At the dawn of the new confinement of 16 departments, the resuscitators note that despite the health crisis, nothing has changed in a year.
- With just over 5,000 intensive care beds, i.e. 7 beds per 100,000 inhabitants, France remains understaffed, even a year after the start of the health crisis.
“Resuscitators have been denouncing problems of medical and paramedical understaffing for several years, it is time to get out of this short-term vision”. Received on the evening of Tuesday April 16 by President Emmanuel Macron, the resuscitators drew up an alarming report. A year after the start of the first confinement, and while the pandemic is constraining our health system more than ever, the situation in the hospital has changed little. As at the height of the crisis in April 2020, resuscitators are experiencing an influx of patients which threatens to exceed reception capacities. In this context, they intend to warn about the long-term consequences of this lack of resuscitation resources on patient care.
“Always the same short-term means”
At the start of the health crisis, faced with a massive, unprecedented and incessant influx of patients, intensive care physicians, followed by all health professionals, demonstrated extremely strong responsiveness. Faced with the emergency, they put themselves in working order, forced to deprogram hospital activity outside of Covid, to reorganize the management of resuscitation and continuous monitoring beds, as well as to the health transfer to less impacted regions. A year later, the resuscitators deplore having to resort to the same solutions that they thought at the time “ephemera”.
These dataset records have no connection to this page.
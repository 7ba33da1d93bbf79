use estuarylib::engine::objects::{
    Command, CompareOp, Constant, Criteria, Expression, FromItem, OrderBy, OrderByElement,
    OrderKey, Query, QueryCommand, SetOperation, SetQuery, Symbol,
};
use estuarylib::engine::test_objects::{element, get_catalog, get_context, group, select_elements};
use estuarylib::engine::Rewriter;

fn int(i: i64) -> Expression {
    Expression::Constant(Constant::integer(i))
}

#[test]
fn where_clause_elision() -> Result<(), Box<dyn std::error::Error>> {
    let catalog = get_catalog();
    let context = get_context();

    let mut query = select_elements("g1", &catalog.g1, &[0]);
    query.criteria = Some(Criteria::compare(int(0), CompareOp::Eq, int(0)));

    let rewritten =
        Rewriter::rewrite_command(Command::Query(query), &catalog.metadata, &context)?;
    assert_eq!(rewritten.to_string(), "SELECT e1 FROM g1");
    Ok(())
}

#[test]
fn order_by_duplicate_target_dropped() -> Result<(), Box<dyn std::error::Error>> {
    let catalog = get_catalog();
    let context = get_context();

    let mut query = Query::select_from(
        vec![
            Symbol::new(element(&catalog.g1, 0)),
            Symbol::aliased(element(&catalog.g1, 0), "c"),
        ],
        vec![FromItem::Group(group("g1"))],
    );
    query.order_by = Some(OrderBy {
        elements: vec![
            OrderByElement {
                key: OrderKey::Alias("c".to_string()),
                ascending: true,
            },
            OrderByElement {
                key: OrderKey::Expr(element(&catalog.g1, 0)),
                ascending: true,
            },
        ],
    });

    let rewritten =
        Rewriter::rewrite_command(Command::Query(query), &catalog.metadata, &context)?;
    assert_eq!(
        rewritten.to_string(),
        "SELECT e1, e1 AS c FROM g1 ORDER BY c"
    );
    Ok(())
}

#[test]
fn nested_subquery_is_rewritten() -> Result<(), Box<dyn std::error::Error>> {
    let catalog = get_catalog();
    let context = get_context();

    let mut inner = select_elements("g2", &catalog.g2, &[0]);
    inner.criteria = Some(Criteria::compare(int(1), CompareOp::Eq, int(1)));
    let outer = Query::select_from(
        vec![Symbol::new(element(&catalog.g2, 0))],
        vec![FromItem::Subquery {
            name: "v".to_string(),
            command: Box::new(QueryCommand::Query(inner)),
        }],
    );

    let rewritten =
        Rewriter::rewrite_command(Command::Query(outer), &catalog.metadata, &context)?;
    assert_eq!(
        rewritten.to_string(),
        "SELECT e1 FROM (SELECT e1 FROM g2) AS v"
    );
    Ok(())
}

#[test]
fn union_branch_types_reconcile() -> Result<(), Box<dyn std::error::Error>> {
    let catalog = get_catalog();
    let context = get_context();

    //An integer branch against a double branch widens the integer side
    let set_query = SetQuery {
        op: SetOperation::Union,
        all: true,
        left: Box::new(QueryCommand::Query(select_elements("g1", &catalog.g1, &[0]))),
        right: Box::new(QueryCommand::Query(select_elements("g1", &catalog.g1, &[3]))),
        order_by: None,
    };

    let rewritten =
        Rewriter::rewrite_command(Command::SetQuery(set_query), &catalog.metadata, &context)?;
    assert_eq!(
        rewritten.to_string(),
        "SELECT convert(e1, double) AS e1 FROM g1 UNION ALL SELECT e4 FROM g1"
    );
    Ok(())
}

#[test]
fn whole_command_rewrite_is_idempotent() -> Result<(), Box<dyn std::error::Error>> {
    let catalog = get_catalog();
    let context = get_context();

    let mut query = Query::select_from(
        vec![
            Symbol::new(element(&catalog.g1, 0)),
            Symbol::aliased(int(7), "k"),
        ],
        vec![FromItem::Group(group("g1"))],
    );
    query.criteria = Some(Criteria::and(vec![
        Criteria::compare(int(5), CompareOp::Lt, element(&catalog.g1, 1)),
        Criteria::compare(element(&catalog.g1, 2), CompareOp::Ne, Expression::Constant(Constant::text("x"))),
    ]));
    query.order_by = Some(OrderBy {
        elements: vec![
            OrderByElement {
                key: OrderKey::Position(2),
                ascending: true,
            },
            OrderByElement {
                key: OrderKey::Position(1),
                ascending: false,
            },
        ],
    });

    let once =
        Rewriter::rewrite_command(Command::Query(query), &catalog.metadata, &context)?;
    let twice = Rewriter::rewrite_command(once.clone(), &catalog.metadata, &context)?;
    assert_eq!(once, twice);
    assert_eq!(
        once.to_string(),
        "SELECT e1, 7 AS k FROM g1 WHERE (e2 > 5) AND (e3 <> 'x') ORDER BY 1 DESC"
    );
    Ok(())
}
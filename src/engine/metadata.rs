//! The rewriter's view of the metadata catalog: type, nullability and
//! default value lookup for resolved elements. The real catalog lives a
//! pipeline stage away; an in-memory implementation is provided for tests
//! and embedders.

use super::objects::{Constant, ElementRef, SqlType};
use crate::constants::Nullable;
use std::collections::HashMap;
use thiserror::Error;
use uuid::Uuid;

/// What the catalog declares about one element (column).
#[derive(Clone, Debug)]
pub struct ElementMeta {
    pub name: String,
    pub ty: SqlType,
    pub nullable: Nullable,
    pub default: Option<Constant>,
}

impl ElementMeta {
    pub fn new(name: &str, ty: SqlType, nullable: Nullable) -> ElementMeta {
        ElementMeta {
            name: name.to_string(),
            ty,
            nullable,
            default: None,
        }
    }

    pub fn with_default(mut self, default: Constant) -> ElementMeta {
        self.default = Some(default);
        self
    }
}

pub trait Metadata {
    fn element(&self, id: &Uuid) -> Result<&ElementMeta, MetadataError>;
}

/// In-memory metadata catalog keyed by element id.
#[derive(Clone, Debug, Default)]
pub struct CatalogMetadata {
    elements: HashMap<Uuid, ElementMeta>,
}

impl CatalogMetadata {
    pub fn new() -> CatalogMetadata {
        CatalogMetadata {
            elements: HashMap::new(),
        }
    }

    /// Registers a group's columns and hands back resolved references for
    /// building commands against it.
    pub fn add_group(&mut self, group: &str, columns: Vec<ElementMeta>) -> Vec<ElementRef> {
        let mut refs = vec![];
        for column in columns {
            let id = Uuid::new_v5(
                &Uuid::NAMESPACE_OID,
                format!("{}.{}", group, column.name).as_bytes(),
            );
            refs.push(ElementRef::new(id, group, &column.name, column.ty));
            self.elements.insert(id, column);
        }
        refs
    }
}

impl Metadata for CatalogMetadata {
    fn element(&self, id: &Uuid) -> Result<&ElementMeta, MetadataError> {
        self.elements
            .get(id)
            .ok_or_else(|| MetadataError::UnknownElement(*id))
    }
}

#[derive(Debug, Error)]
pub enum MetadataError {
    #[error("No element found for id {0}")]
    UnknownElement(Uuid),
}

#[cfg(test)]
mod tests {
    use super::*;

    #[test]
    fn test_group_registration() -> Result<(), Box<dyn std::error::Error>> {
        let mut catalog = CatalogMetadata::new();
        let refs = catalog.add_group(
            "g1",
            vec![
                ElementMeta::new("e1", SqlType::Integer, Nullable::Null),
                ElementMeta::new("e2", SqlType::Text, Nullable::NotNull)
                    .with_default(Constant::text("none")),
            ],
        );

        assert_eq!(refs.len(), 2);
        let meta = catalog.element(&refs[1].id)?;
        assert_eq!(meta.ty, SqlType::Text);
        assert_eq!(meta.default, Some(Constant::text("none")));
        assert!(catalog.element(&Uuid::nil()).is_err());
        Ok(())
    }
}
“We were expecting a strong political signal between the 1st wave and this 3rd which is emerging.
However, we have to resort to the same unsatisfactory short-term means. Deprogramming such as evacuations to absorb the flow of Covid-19 patients is a suffering as much for health professionals as for patients and their families.“comments Olfa Hamzaoui, secretary of the group Women Doctors in Intensive Medicine and Resuscitation – FEMMIR.
France is under-equipped with resuscitation beds
With just over 5,000 intensive care beds, i.e. 7 beds per 100,000 inhabitants, France is under-resourced. This overall underfunding masks strong territorial heterogeneity: some regions are a little better endowed, such as Ile de France (9.34) or the PACA region (9.1), while others have a reduced offer, such as Pays de Loire (4.76) or Brittany (4.85). “If, during the first wave, the under-endowed regions had been affected, the scenario would have been catastrophic”, insists Olfa Hamzaoui.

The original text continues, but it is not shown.